What you need to produce from the material below is an exact transcription of the lines from the one with "channel, pairing.first, pairing.second)" through the one with "while let Some(joined)", both included, and no other line.
*** EXTRACTED INFORMATION ***
//! Session coordination: schedule, trial fan-out, barrier and timers.
//!
//! The coordinator owns the single active `GameSession` behind an async
//! mutex. Opening a trial and deciding whether to advance both run under
//! that lock, so a trial is opened at most once and only after every round
//! of the previous trial has closed.

use std::collections::{BTreeMap, HashSet};
use std::sync::{Arc, Weak};
use std::time::Duration;

use time::OffsetDateTime;
use tokio::sync::{watch, Mutex};
use tokio::task::JoinSet;
use tokio_util::sync::CancellationToken;
use tracing::{debug, error, info, warn};

use crate::config::GameConfig;
use crate::domain::round::IgnoreReason;
use crate::domain::{
    build_pair_schedule, ChannelId, PlayerId, RoundId, SubmitEffect, TrialSchedule,
};
use crate::error::AppError;
use crate::errors::domain::{ConflictKind, DomainError, ValidationKind};
use crate::messaging::{Messenger, SessionEvent};
use crate::repos::RecordSink;
use crate::services::ledger::{ScoreLedger, Standing};
use crate::services::round_lifecycle::RoundEngine;

/// Knobs for one session.
#[derive(Debug, Clone, Copy, PartialEq, Eq)]
pub struct SessionParams {
    pub trial_count: u32,
    pub neighbor_size: usize,
    pub seed: u64,
    pub resample_cap: u32,
}

impl SessionParams {
    pub fn from_config(config: &GameConfig) -> Self {
        Self {
            trial_count: config.trials,
            neighbor_size: config.neighbor_size,
            seed: config.seed,
            resample_cap: config.resample_cap,
        }
    }
}

/// Observable progress, published on every trial change.
#[derive(Debug, Clone, Copy, Default, PartialEq, Eq)]
pub struct SessionProgress {
    /// Bumped on each successful start.
    pub generation: u64,
    pub current_trial: u32,
    pub trial_count: u32,
    pub finished: bool,
}

/// What a call to [`SessionCoordinator::maybe_advance`] did.
#[derive(Debug, Clone, Copy, PartialEq, Eq)]
pub enum Advance {
    NoSession,
    AlreadyFinished,
    /// No rounds are recorded for the current trial.
    Idle,
    /// Rounds of the current trial are still open.
    Waiting,
    Opened(u32),
    Completed,
}

pub struct GameSession {
    channel: ChannelId,
    players: Vec<PlayerId>,
    params: SessionParams,
    schedule: TrialSchedule,
    current_trial: u32,
    rounds_by_trial: BTreeMap<u32, Vec<RoundId>>,
    finished: bool,
}

impl GameSession {
    pub fn channel(&self) -> &ChannelId {
        &self.channel
    }

    pub fn players(&self) -> &[PlayerId] {
        &self.players
    }

    pub fn params(&self) -> SessionParams {
        self.params
    }

    pub fn schedule(&self) -> &TrialSchedule {
        &self.schedule
    }

    pub fn current_trial(&self) -> u32 {
        self.current_trial
    }

    pub fn rounds(&self, trial: u32) -> &[RoundId] {
        self.rounds_by_trial
            .get(&trial)
            .map(Vec::as_slice)
            .unwrap_or_default()
    }

    pub fn is_finished(&self) -> bool {
        self.finished
    }
}

pub struct SessionCoordinator {
    engine: RoundEngine,
    ledger: Arc<ScoreLedger>,
    messenger: Arc<dyn Messenger>,
    sink: Arc<dyn RecordSink>,
    round_timeout: Duration,
    session: Mutex<Option<GameSession>>,
    progress: watch::Sender<SessionProgress>,
}

impl SessionCoordinator {
    pub fn new(
        messenger: Arc<dyn Messenger>,
        sink: Arc<dyn RecordSink>,
        round_timeout: Duration,
    ) -> Arc<Self> {
        let ledger = Arc::new(ScoreLedger::new());
        let engine = RoundEngine::new(Arc::clone(&ledger), Arc::clone(&messenger), Arc::clone(&sink));
        let (progress, _) = watch::channel(SessionProgress::default());
        Arc::new(Self {
            engine,
            ledger,
            messenger,
            sink,
            round_timeout,
            session: Mutex::new(None),
            progress,
        })
    }

    pub fn engine(&self) -> &RoundEngine {
        &self.engine
    }

    pub fn ledger(&self) -> &ScoreLedger {
        &self.ledger
    }

    pub fn subscribe(&self) -> watch::Receiver<SessionProgress> {
        self.progress.subscribe()
    }

    pub fn progress(&self) -> SessionProgress {
        *self.progress.borrow()
    }

    /// A session is active from its start until it completes, and while
    /// any round is still open.
    pub fn is_active(&self) -> bool {
        let progress = *self.progress.borrow();
        let unfinished = progress.generation > 0 && !progress.finished;
        unfinished || self.engine.any_open()
    }

    /// Run `f` against the current session, if any.
    pub async fn with_session<R>(&self, f: impl FnOnce(&GameSession) -> R) -> Option<R> {
        self.session.lock().await.as_ref().map(f)
    }

    pub fn standings(&self) -> Vec<Standing> {
        self.ledger.standings()
    }

    pub fn top(&self, n: usize) -> Vec<Standing> {
        self.ledger.top(n)
    }

    /// Build the schedule for `players`, replace any previous session and
    /// open trial 1.
    ///
    /// Fails without side effects while a session is active, when the
    /// roster is unusable, or when sampling or the record log fail.
    pub async fn start_session(
        self: &Arc<Self>,
        channel: ChannelId,
        players: Vec<PlayerId>,
        params: SessionParams,
    ) -> Result<SessionProgress, AppError> {
        let mut guard = self.session.lock().await;

        let unfinished = guard.as_ref().is_some_and(|s| !s.finished);
        if unfinished || self.engine.any_open() {
            return Err(DomainError::conflict(
                ConflictKind::SessionActive,
                "A session is already running",
            )
            .into());
        }
        ensure_distinct(&players)?;

        let edges = build_pair_schedule(
            &players,
            params.seed,
            params.trial_count,
            params.neighbor_size,
            params.resample_cap,
        )?;
        let schedule = TrialSchedule::from_edges(edges);

        self.sink.begin_session(OffsetDateTime::now_utc())?;

        for player in &players {
            self.ledger.ensure_tracked(player);
        }
        self.engine.reset();

        info!(
            %channel,
            players = players.len(),
            trials = params.trial_count,
            neighbor_size = params.neighbor_size,
            seed = params.seed,
            "Session starting"
        );

        let session = guard.insert(GameSession {
            channel: channel.clone(),
            players,
            params,
            schedule,
            current_trial: 0,
            rounds_by_trial: BTreeMap::new(),
            finished: false,
        });

        self.progress.send_modify(|p| {
            *p = SessionProgress {
                generation: p.generation + 1,
                current_trial: 0,
                trial_count: params.trial_count,
                finished: false,
            };
        });

        self.broadcast(
            &channel,
            SessionEvent::Started {
                players: session.players.len(),
                trials: params.trial_count,
            },
        )
        .await;

        self.open_trial(session, 1).await;
        Ok(self.progress())
    }

    /// Open every pairing of `trial` concurrently and arm their timers.
    async fn open_trial(self: &Arc<Self>, session: &mut GameSession, trial: u32) {
        let pairings = session.schedule.pairings(trial).to_vec();
        let ids: Vec<RoundId> = pairings.iter().map(|_| RoundId::generate()).collect();

        self.broadcast(&session.channel, SessionEvent::TrialOpened { trial })
            .await;

        let mut tasks = JoinSet::new();
        for (id, pairing) in ids.iter().copied().zip(pairings) {
            let coordinator = Arc::clone(self);
            let channel = session.channel.clone();
            tasks.spawn(async move {
                let timer = coordinator
                    .engine
                    .open_round(id, trial, channel, pairing.first, pairing.second)
                    .await;
                coordinator.arm_timeout(id, timer);
            });
        }
        while let Some(joined) = tasks.join_next().await {
            if let Err(e) = joined {
                error!(trial, error = %e, "Round open task failed");
            }
        }

        info!(trial, rounds = ids.len(), "Trial opened");
        session.rounds_by_trial.insert(trial, ids);
        session.current_trial = trial;
        self.progress.send_modify(|p| p.current_trial = trial);
    }

    fn arm_timeout(self: &Arc<Self>, id: RoundId, timer: CancellationToken) {
        let coordinator: Weak<Self> = Arc::downgrade(self);
        let timeout = self.round_timeout;
        tokio::spawn(async move {
            tokio::select! {
                _ = timer.cancelled() => {
                    debug!(round_id = %id, "Round timer disarmed");
                }
                _ = tokio::time::sleep(timeout) => {
                    if let Some(coordinator) = coordinator.upgrade() {
                        coordinator.on_round_timeout(id).await;
                    }
                }
            }
        });
    }

    async fn on_round_timeout(self: &Arc<Self>, id: RoundId) {
        if self.engine.expire(id).await.is_some() {
            debug!(round_id = %id, "Round timed out");
        }
        self.maybe_advance().await;
    }

    /// Route a player's tag to its round. A submission that closed the
    /// round, or lost the race to a close, runs the advancement check.
    pub async fn submit(
        self: &Arc<Self>,
        round: RoundId,
        player: &PlayerId,
        raw_tag: &str,
    ) -> SubmitEffect {
        let effect = self.engine.submit(round, player, raw_tag).await;
        if matches!(
            effect,
            SubmitEffect::Closed(_) | SubmitEffect::Ignored(IgnoreReason::AlreadyClosed)
        ) {
            self.maybe_advance().await;
        }
        effect
    }

    /// Open the next trial once every round of the current one has closed,
    /// or finish the session after the last trial. Safe to call any number
    /// of times.
    pub async fn maybe_advance(self: &Arc<Self>) -> Advance {
        let mut guard = self.session.lock().await;
        let Some(session) = guard.as_mut() else {
            return Advance::NoSession;
        };
        if session.finished {
            return Advance::AlreadyFinished;
        }
        let current = session.rounds(session.current_trial);
        if current.is_empty() {
            return Advance::Idle;
        }
        if !self.engine.all_closed(current) {
            return Advance::Waiting;
        }

        let next = session.current_trial + 1;
        if next <= session.params.trial_count {
            self.open_trial(session, next).await;
            return Advance::Opened(next);
        }

        session.finished = true;
        info!(channel = %session.channel, "Session complete");
        self.broadcast(&session.channel, SessionEvent::Completed).await;
        self.progress.send_modify(|p| p.finished = true);
        Advance::Completed
    }

    async fn broadcast(&self, channel: &ChannelId, event: SessionEvent) {
        if let Err(e) = self.messenger.broadcast_session_event(channel, &event).await {
            warn!(%channel, ?event, error = %e, "Failed to broadcast session event");
        }
    }
}

fn ensure_distinct(players: &[PlayerId]) -> Result<(), AppError> {
    let mut seen = HashSet::with_capacity(players.len());
    if let Some(dup) = players.iter().find(|p| !seen.insert(*p)) {
        return Err(DomainError::validation(
            ValidationKind::InvalidPlayerCount,
            format!("Player {dup} appears more than once"),
        )
        .into());
    }
    Ok(())
}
*** End of EXTRACTED INFORMATION ***
- [RESULT BELOW]
                    .open_round(id, trial, channel, pairing.first, pairing.second)
                    .await;
                coordinator.arm_timeout(id, timer);
            });
        }
        while let Some(joined) = tasks.join_next().await {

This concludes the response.